第3話 荒れた土地
俺たちは外に出て、荒れた土地を歩きながら村の居住地域に向かう。俺は来た時も気になっていたことを訊いてみた。
「そういえばなんでここらだけこんなに荒れてんだ?」
「ああ、それはな、昔俺がやったんだ」
「やったってこれ全部か!?」
「まあ、実験中の失敗でなったんだけど」
「どんな実験をしていたんですか?」
ティアが首を傾げる。ヘルメスは頭を掻いた。
「実験つっても、色々やっていたからなあ。確か…」
ヘルメスは近くにあるクレーターを指さした。クレーターにしては何か爆発が起きたというよりはきれいさっぱり抉られたような跡だ。

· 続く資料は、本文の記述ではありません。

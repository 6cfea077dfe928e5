use super::fake_site::{EchoFetcher, FakeBrowser, START_URL, section, title};
use super::{files_under, test_config};
use crate::error::MirrorError;
use crate::run_session;
use crate::session::{CookieLoad, CookieRecord, apply_cookies};

fn jar() -> Vec<CookieRecord> {
    vec![
        CookieRecord::new("sessionid", "s3cr3t", ".learn.example.com"),
        CookieRecord::new("_ga", "GA1.2.3", ".tracker.other.net"),
        CookieRecord::new("csrftoken", "t0k3n", "learn.example.com"),
    ]
}

fn small_course() -> FakeBrowser {
    FakeBrowser::new(vec![title(
        "Lesson 1: Basics",
        vec![section("Start", "<p>hello</p>", &[])],
    )])
}

#[tokio::test]
async fn test_mismatched_cookie_is_skipped() {
    let browser = small_course();
    let state = browser.state();

    let load = apply_cookies(&browser, START_URL, &jar()).await.unwrap();

    assert_eq!(
        load,
        CookieLoad {
            loaded: 2,
            skipped: 1
        }
    );
    assert_eq!(state.borrow().cookies, vec!["sessionid", "csrftoken"]);
}

#[tokio::test]
async fn test_run_session_loads_cookies_and_crawls() {
    let out = tempfile::tempdir().unwrap();
    let config = test_config(out.path());
    let browser = small_course();
    let state = browser.state();
    let fetcher = EchoFetcher::default();

    let stats = run_session(browser, &fetcher, &config, &jar(), std::future::pending())
        .await
        .unwrap();

    assert_eq!(stats.pages, 1);
    assert_eq!(files_under(out.path()), vec!["lesson_basics/Start/page_0.html"]);
    assert_eq!(state.borrow().cookies.len(), 2);
    assert!(state.borrow().closed);
}

#[tokio::test]
async fn test_run_session_closes_browser_on_fault() {
    let out = tempfile::tempdir().unwrap();
    let config = test_config(out.path());
    let browser = FakeBrowser::new(vec![title("Basics", vec![section("Start", "<p>x</p>", &[])])]);
    let state = browser.state();
    let fetcher = EchoFetcher::default();

    let err = run_session(browser, &fetcher, &config, &jar(), std::future::pending())
        .await
        .unwrap_err();

    assert!(matches!(err, MirrorError::MalformedLabel { .. }));
    assert!(state.borrow().closed);
}

#[tokio::test]
async fn test_interrupt_stops_crawl_and_closes_browser() {
    let out = tempfile::tempdir().unwrap();
    let config = test_config(out.path());
    let browser = small_course();
    // Keeps the crawl waiting on its first poll
    browser.state().borrow_mut().lag = 1_000;
    let state = browser.state();
    let fetcher = EchoFetcher::default();

    let err = run_session(browser, &fetcher, &config, &jar(), async {})
        .await
        .unwrap_err();

    assert!(matches!(err, MirrorError::Interrupted));
    assert!(state.borrow().closed);
    assert!(files_under(out.path()).is_empty());
}
pub mod browser;
pub mod config;
pub mod crawlers;
pub mod error;
pub mod fetch;
pub mod parsers;
pub mod results;
pub mod session;
pub mod utils;
pub mod writer;

// Re-export commonly used types for convenience
pub use config::MirrorConfig;
pub use error::{MirrorError, Result};
pub use results::{MirrorStats, PageDocument};

use browser::Browser;
use browser::webdriver::WebDriverBrowser;
use crawlers::NavigationIndexer;
use fetch::{Fetcher, HttpFetcher, RetryingFetcher};
use session::CookieRecord;
use std::path::PathBuf;

/// Builder for a mirror run
pub struct Mirror {
    config: MirrorConfig,
}

impl Mirror {
    /// Create a new Mirror for the given course URL with default settings
    pub fn new(start_url: &str) -> Self {
        Self {
            config: MirrorConfig::new(start_url),
        }
    }

    /// Use a complete configuration
    pub fn with_config(mut self, config: MirrorConfig) -> Self {
        self.config = config;
        self
    }

    /// Load configuration from a file
    pub fn with_config_file(self, path: impl AsRef<std::path::Path>) -> Result<Self> {
        let config = MirrorConfig::from_file(path)?;
        Ok(self.with_config(config))
    }

    /// Set the course URL
    pub fn with_start_url(mut self, url: &str) -> Self {
        self.config.start_url = url.to_string();
        self
    }

    /// Set the captured cookie file
    pub fn with_cookies_path(mut self, path: impl Into<PathBuf>) -> Self {
        self.config.cookies_path = path.into();
        self
    }

    /// Set the directory the mirror is written to
    pub fn with_output_dir(mut self, dir: impl Into<PathBuf>) -> Self {
        self.config.output_dir = dir.into();
        self
    }

    /// Set the WebDriver server URL
    pub fn with_webdriver_url(mut self, url: &str) -> Self {
        self.config.webdriver_url = url.to_string();
        self
    }

    /// Set how long to wait for a view to render
    pub fn with_wait_timeout(mut self, timeout_seconds: u64) -> Self {
        self.config.wait.timeout_ms = timeout_seconds.saturating_mul(1000);
        self
    }

    /// Set how many times a failed image download is retried
    pub fn with_download_retries(mut self, retries: u32) -> Self {
        self.config.download_retries = retries;
        self
    }

    pub fn config(&self) -> &MirrorConfig {
        &self.config
    }

    /// Connect to WebDriver, restore the session and mirror the course.
    ///
    /// Ctrl-C stops the crawl; the browser session is closed either way.
    pub async fn run(mut self) -> Result<MirrorStats> {
        self.config.apply_env();
        if url::Url::parse(&self.config.start_url).is_err() {
            return Err(MirrorError::Config(format!(
                "invalid start URL {:?}",
                self.config.start_url
            )));
        }

        let cookies = session::read_cookies(&self.config.cookies_path)?;
        let fetcher = RetryingFetcher::new(
            HttpFetcher::new(),
            self.config.download_retries,
            self.config.retry_backoff(),
        );
        let browser = WebDriverBrowser::connect(&self.config.webdriver_url).await?;

        let interrupt = async {
            if tokio::signal::ctrl_c().await.is_err() {
                std::future::pending::<()>().await;
            }
            ::log::warn!("Interrupted, closing the browser session");
        };
        run_session(browser, &fetcher, &self.config, &cookies, interrupt).await
    }
}

/// Replay the cookies and crawl with an open browser session.
///
/// The session is closed on every exit path: success, fault, or `interrupt`
/// resolving first.
pub async fn run_session<B, F, S>(
    browser: B,
    fetcher: &F,
    config: &MirrorConfig,
    cookies: &[CookieRecord],
    interrupt: S,
) -> Result<MirrorStats>
where
    B: Browser,
    F: Fetcher,
    S: Future<Output = ()>,
{
    let result = tokio::select! {
        result = crawl(&browser, fetcher, config, cookies) => result,
        _ = interrupt => Err(MirrorError::Interrupted),
    };

    if let Err(e) = browser.close().await {
        ::log::warn!("Failed to close browser session: {}", e);
    }
    result
}

async fn crawl<B: Browser, F: Fetcher>(
    browser: &B,
    fetcher: &F,
    config: &MirrorConfig,
    cookies: &[CookieRecord],
) -> Result<MirrorStats> {
    session::apply_cookies(browser, &config.start_url, cookies).await?;
    NavigationIndexer::new(browser, fetcher, config).run().await
}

「これはオルムって土のホムンクルスを創ろうとして出来たものだ。結局半日もせず元の土とか鉄とか素材に戻ったけど」
「へぇ」
ホムンクルスって本当に人間が作るんだな。でも金属とかを使うってことは材料はどこから持ってきているんだろう。そうか、家の周りにあったあれはその材料か。
(移住地区内で村人に話しかけると)
移住区について歩いていると村人のひとりがヘルメスを見て苦虫を噛んだかのような顔をした。
「なんだ、ヘルメス。家から出てきてまた何かやらかす気か?」
「なんだよ、おじさん。今回こそ俺の研究の成果を見せてやるよ」
男性はないないと手と首を振った。
「いつもお前はそれだろ?爆破なんてしている暇があったら農業の手伝いくらいしてくれよ」
そういうと男性は家に戻っていった。ヘルメスは邪魔者だといいたいのだろう。
他の村人もヘルメスに気付くと顔を曇らせる。一部というか子どもたちは面白いものをみる目で見る。
「ヘルメス兄ちゃん!今日は何をやるの?」
「今日は村の外に出るんだ。ほらあっち行っとけ」
「はーい」
田畑のあるところまで来ると人は居らず、話しかけるひとも見当たらない。
「ヘルメスって村の奴らに嫌われてるのか?」
「ん?ああ。まあな」
「何をしたんです?」
「何っていわれても俺は村のためにとやってただけだ。別に悪いことをしたわけじゃない」
「なにしたんだ?」
「作ってみた栄養剤を畑に撒いたり、ホムンクルスを使って害虫を駆除しようとしたりしただけだ。まあ、結局はあの荒地になったんだけど」
「だからそんなに嫌われてるんですね」
「そういえばこれから倒しに行く奴も村のためとか言ってたな。なんなんだそいつは?」
「そいつは昔とある錬金術師が作ったホムンクルスだ。その力は衰えていないはずだった…ここ最近まではな」
「ここ最近までってどういうことだ?」
「ここ数年、村の作物の生産量が低下しているんだ。理由はそのホムンクルスはもともとここら一帯の土に栄養を与える力があったんだ。だが自分を使う主がいないとホムンクルスはその力を失っていくんだ。だから俺がそいつの新しい主になって、またその力を取り戻させる」
「そのためになんで闘わなければならないんだ?主になるだけなんだろ」
「ホムンクルスは主を変えるのにはその時の主より強いか、ホムンクルス自体より強いってことを認めさせる必要がある。俺だけだと確実に倒せる見込みがないからな。だからお前たちの力を借りるわけだ」
「へぇ」
「世界には不思議なものがたくさんあるんですね」
「見たところエイルもティアちゃんも世間知らずのようだけど、貴族か何かかい?」
「いえ、私は故郷の村以外何も知らないんです。みんな村から出させてくれなくて」
「なるほど、箱入り娘だったわけか。で、エイルは?」
「あー、まあ諸事情でな」
「まあ、終わったらでいいから教えてくれよ」
俺たちはそこで話を切り、村を出た。